*** Working data Section Begins ***

//! Stages: groups of on-screen character portraits, dimmed while others speak.

use bevy::prelude::*;
use indexmap::IndexSet;

use crate::{errors::SayDialogError, events::notifications::PortraitDimmed};

/// Default tint of dimmed portraits, also used for portraits on no stage.
pub const DIMMED_PORTRAIT_COLOR: Color = Color::rgba(0.5, 0.5, 0.5, 1.0);

/// A group of character portraits shown together.
///
/// With `dim_portraits` on, every character on the stage but the speaker is dimmed
/// when the speaking character changes.
#[derive(Component, Debug, Clone)]
pub struct Stage {
    /// Inactive stages are left alone by dimming.
    pub active: bool,
    /// Whether non-speaking characters are dimmed.
    pub dim_portraits: bool,
    /// The tint of a dimmed portrait.
    pub dim_color: Color,
    /// Seconds a portrait takes to change tint. Zero or less snaps.
    pub fade_duration: f32,
    /// The characters currently on this stage, in arrival order.
    characters_on_stage: IndexSet<Entity>,
}

impl Default for Stage {
    fn default() -> Self {
        Self {
            active: true,
            dim_portraits: false,
            dim_color: DIMMED_PORTRAIT_COLOR,
            fade_duration: 0.5,
            characters_on_stage: IndexSet::new(),
        }
    }
}

impl Stage {
    /// Creates an active stage that dims non-speakers or not.
    pub fn new(dim_portraits: bool) -> Self {
        Self {
            dim_portraits,
            ..default()
        }
    }

    /// Puts a character on stage. Returns `false` if it already was.
    pub fn add_character(&mut self, character: Entity) -> bool {
        self.characters_on_stage.insert(character)
    }

    /// Takes a character off stage. Returns `false` if it was not there.
    pub fn remove_character(&mut self, character: Entity) -> bool {
        self.characters_on_stage.shift_remove(&character)
    }

    /// Whether `character` is on this stage.
    pub fn is_on_stage(&self, character: Entity) -> bool {
        self.characters_on_stage.contains(&character)
    }

    /// The characters on this stage.
    pub fn characters_on_stage(&self) -> impl Iterator<Item = Entity> + '_ {
        self.characters_on_stage.iter().copied()
    }
}

/// The portrait of a character shown on a stage.
#[derive(Component, Debug, Clone)]
pub struct StagePortrait {
    /// The UI entity showing the portrait.
    pub portrait: Entity,
    /// Where the portrait sits when no movement is playing.
    pub resting_position: Vec2,
    /// Whether the portrait is currently dimmed.
    dimmed: bool,
}

impl StagePortrait {
    /// Creates an undimmed portrait resting at `resting_position`.
    pub fn new(portrait: Entity, resting_position: Vec2) -> Self {
        Self {
            portrait,
            resting_position,
            dimmed: false,
        }
    }

    /// Whether the portrait is dimmed.
    pub fn dimmed(&self) -> bool {
        self.dimmed
    }
}

/// One animated property of a [`PortraitTween`].
#[derive(Debug, Clone, Copy)]
struct Track<T> {
    /// Value at the start.
    from: T,
    /// Value at the end.
    to: T,
    /// Seconds played so far.
    elapsed: f32,
    /// Total seconds.
    duration: f32,
}

impl<T> Track<T> {
    /// Creates a track from `from` to `to` lasting `duration` seconds.
    fn new(from: T, to: T, duration: f32) -> Self {
        Self {
            from,
            to,
            elapsed: 0.0,
            duration,
        }
    }

    /// Advances by `dt` and returns the progress in `[0, 1]`.
    fn advance(&mut self, dt: f32) -> f32 {
        self.elapsed += dt;
        if self.duration <= 0.0 {
            1.0
        } else {
            (self.elapsed / self.duration).clamp(0.0, 1.0)
        }
    }
}

/// A linear animation of a portrait's position and/or tint.
///
/// Played on entities with a [`Transform`] and/or a [`BackgroundColor`];
/// removed once every track is done.
#[derive(Component, Debug, Clone, Default)]
pub struct PortraitTween {
    /// Movement of the portrait.
    position: Option<Track<Vec2>>,
    /// Change of tint.
    tint: Option<Track<Color>>,
}

impl PortraitTween {
    /// A movement from `from` to `to`.
    pub fn movement(from: Vec2, to: Vec2, duration: f32) -> Self {
        Self {
            position: Some(Track::new(from, to, duration)),
            tint: None,
        }
    }

    /// A tint change from `from` to `to`.
    pub fn tint(from: Color, to: Color, duration: f32) -> Self {
        Self {
            position: None,
            tint: Some(Track::new(from, to, duration)),
        }
    }

    /// Replaces the tint track, keeping any movement.
    fn retint(&mut self, from: Color, to: Color, duration: f32) {
        self.tint = Some(Track::new(from, to, duration));
    }

    /// Plays `dt` seconds onto the given parts. Returns `true` once every track is done.
    fn play(
        &mut self,
        dt: f32,
        transform: Option<&mut Transform>,
        color: Option<&mut BackgroundColor>,
    ) -> bool {
        let mut done = true;
        if let Some(track) = &mut self.position {
            let t = track.advance(dt);
            if let Some(transform) = transform {
                let p = track.from.lerp(track.to, t);
                transform.translation.x = p.x;
                transform.translation.y = p.y;
            }
            done &= t >= 1.0;
        }
        if let Some(track) = &mut self.tint {
            let t = track.advance(dt);
            if let Some(color) = color {
                color.0 = lerp_color(track.from, track.to, t);
            }
            done &= t >= 1.0;
        }
        done
    }
}

/// Linear interpolation between two colors, channel by channel.
fn lerp_color(from: Color, to: Color, t: f32) -> Color {
    let [fr, fg, fb, fa] = from.as_rgba_f32();
    let [tr, tg, tb, ta] = to.as_rgba_f32();
    Color::rgba(
        fr + (tr - fr) * t,
        fg + (tg - fg) * t,
        fb + (tb - fb) * t,
        fa + (ta - fa) * t,
    )
}

/// Plays every portrait tween and removes the finished ones.
pub(crate) fn tick_portrait_tweens(
    time: Res<Time>,
    mut cmd: Commands,
    mut tweens: Query<(
        Entity,
        &mut PortraitTween,
        Option<&mut Transform>,
        Option<&mut BackgroundColor>,
    )>,
) {
    let dt = time.delta_seconds();
    for (e, mut tween, mut transform, mut color) in &mut tweens {
        if tween.play(dt, transform.as_deref_mut(), color.as_deref_mut()) {
            cmd.entity(e).remove::<PortraitTween>();
        }
    }
}

/// Dims or brings back `character` on `stage`.
///
/// Nothing happens if the character already is in that state, or has no [`StagePortrait`].
/// Returns whether the state changed.
pub(crate) fn set_dimmed(
    world: &mut World,
    stage: Entity,
    character: Entity,
    dimmed: bool,
) -> Result<bool, SayDialogError> {
    let (dim_color, duration) = world
        .get::<Stage>(stage)
        .map(|s| (s.dim_color, s.fade_duration))
        .ok_or(SayDialogError::NotAStage(stage))?;

    let portrait = {
        let Some(mut state) = world.get_mut::<StagePortrait>(character) else {
            return Ok(false);
        };
        if state.dimmed == dimmed {
            return Ok(false);
        }
        state.dimmed = dimmed;
        state.portrait
    };

    let target = if dimmed { dim_color } else { Color::WHITE };
    if let Some(mut portrait) = world.get_entity_mut(portrait) {
        if duration <= 0.0 {
            if let Some(mut color) = portrait.get_mut::<BackgroundColor>() {
                color.0 = target;
            }
        } else {
            let from = portrait
                .get::<BackgroundColor>()
                .map(|c| c.0)
                .unwrap_or(Color::WHITE);
            if portrait.contains::<PortraitTween>() {
                if let Some(mut tween) = portrait.get_mut::<PortraitTween>() {
                    tween.retint(from, target, duration);
                }
            } else {
                portrait.insert(PortraitTween::tint(from, target, duration));
            }
        }
    }

    debug!("Character {:?} dimmed: {}", character, dimmed);
    world.send_event(PortraitDimmed {
        stage,
        character,
        dimmed,
    });
    Ok(true)
}

/// Dims every character of every active, dimming stage except `speaker`, which is brought back.
pub(crate) fn dim_non_speakers(world: &mut World, speaker: Entity) {
    let changes: Vec<(Entity, Entity)> = world
        .query::<(Entity, &Stage)>()
        .iter(world)
        .filter(|(_, stage)| stage.active && stage.dim_portraits)
        .flat_map(|(e, stage)| stage.characters_on_stage().map(move |c| (e, c)))
        .collect();

    for (stage, character) in changes {
        if let Err(err) = set_dimmed(world, stage, character, character != speaker) {
            error!("Could not update portrait dimming: {}", err);
        }
    }
}

/// Interrupts every portrait tween and snaps portraits to rest.
///
/// Each portrait goes back to its resting position, white if not dimmed. Dimmed portraits
/// take the `dim_color` of their stage, or [`DIMMED_PORTRAIT_COLOR`] when on no stage.
pub(crate) fn stop_portrait_tweens(world: &mut World) {
    let stages: Vec<(Color, Vec<Entity>)> = world
        .query::<&Stage>()
        .iter(world)
        .map(|s| (s.dim_color, s.characters_on_stage().collect()))
        .collect();
    let dim_color_of = |character: Entity| {
        stages
            .iter()
            .find(|(_, characters)| characters.contains(&character))
            .map_or(DIMMED_PORTRAIT_COLOR, |(color, _)| *color)
    };

    let portraits: Vec<(Entity, Vec2, Color)> = world
        .query::<(Entity, &StagePortrait)>()
        .iter(world)
        .map(|(character, p)| {
            let tint = if p.dimmed {
                dim_color_of(character)
            } else {
                Color::WHITE
            };
            (p.portrait, p.resting_position, tint)
        })
        .collect();

    for (portrait, rest, tint) in portraits {
        let Some(mut portrait) = world.get_entity_mut(portrait) else {
            continue;
        };
        portrait.remove::<PortraitTween>();
        if let Some(mut transform) = portrait.get_mut::<Transform>() {
            transform.translation.x = rest.x;
            transform.translation.y = rest.y;
        }
        if let Some(mut color) = portrait.get_mut::<BackgroundColor>() {
            color.0 = tint;
        }
    }
}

*** Working data Section Ends ***

Exercise brief
Above are the records; from them, give again exactly the lines from the one containing "self.elapsed += dt;" through the one containing "transform.translation.x = p.x;", both included.

Solution
        self.elapsed += dt;
        if self.duration <= 0.0 {
            1.0
        } else {
            (self.elapsed / self.duration).clamp(0.0, 1.0)
        }
    }
}

/// A linear animation of a portrait's position and/or tint.
///
/// Played on entities with a [`Transform`] and/or a [`BackgroundColor`];
/// removed once every track is done.
#[derive(Component, Debug, Clone, Default)]
pub struct PortraitTween {
    /// Movement of the portrait.
    position: Option<Track<Vec2>>,
    /// Change of tint.
    tint: Option<Track<Color>>,
}

impl PortraitTween {
    /// A movement from `from` to `to`.
    pub fn movement(from: Vec2, to: Vec2, duration: f32) -> Self {
        Self {
            position: Some(Track::new(from, to, duration)),
            tint: None,
        }
    }

    /// A tint change from `from` to `to`.
    pub fn tint(from: Color, to: Color, duration: f32) -> Self {
        Self {
            position: None,
            tint: Some(Track::new(from, to, duration)),
        }
    }

    /// Replaces the tint track, keeping any movement.
    fn retint(&mut self, from: Color, to: Color, duration: f32) {
        self.tint = Some(Track::new(from, to, duration));
    }

    /// Plays `dt` seconds onto the given parts. Returns `true` once every track is done.
    fn play(
        &mut self,
        dt: f32,
        transform: Option<&mut Transform>,
        color: Option<&mut BackgroundColor>,
    ) -> bool {
        let mut done = true;
        if let Some(track) = &mut self.position {
            let t = track.advance(dt);
            if let Some(transform) = transform {
                let p = track.from.lerp(track.to, t);
                transform.translation.x = p.x;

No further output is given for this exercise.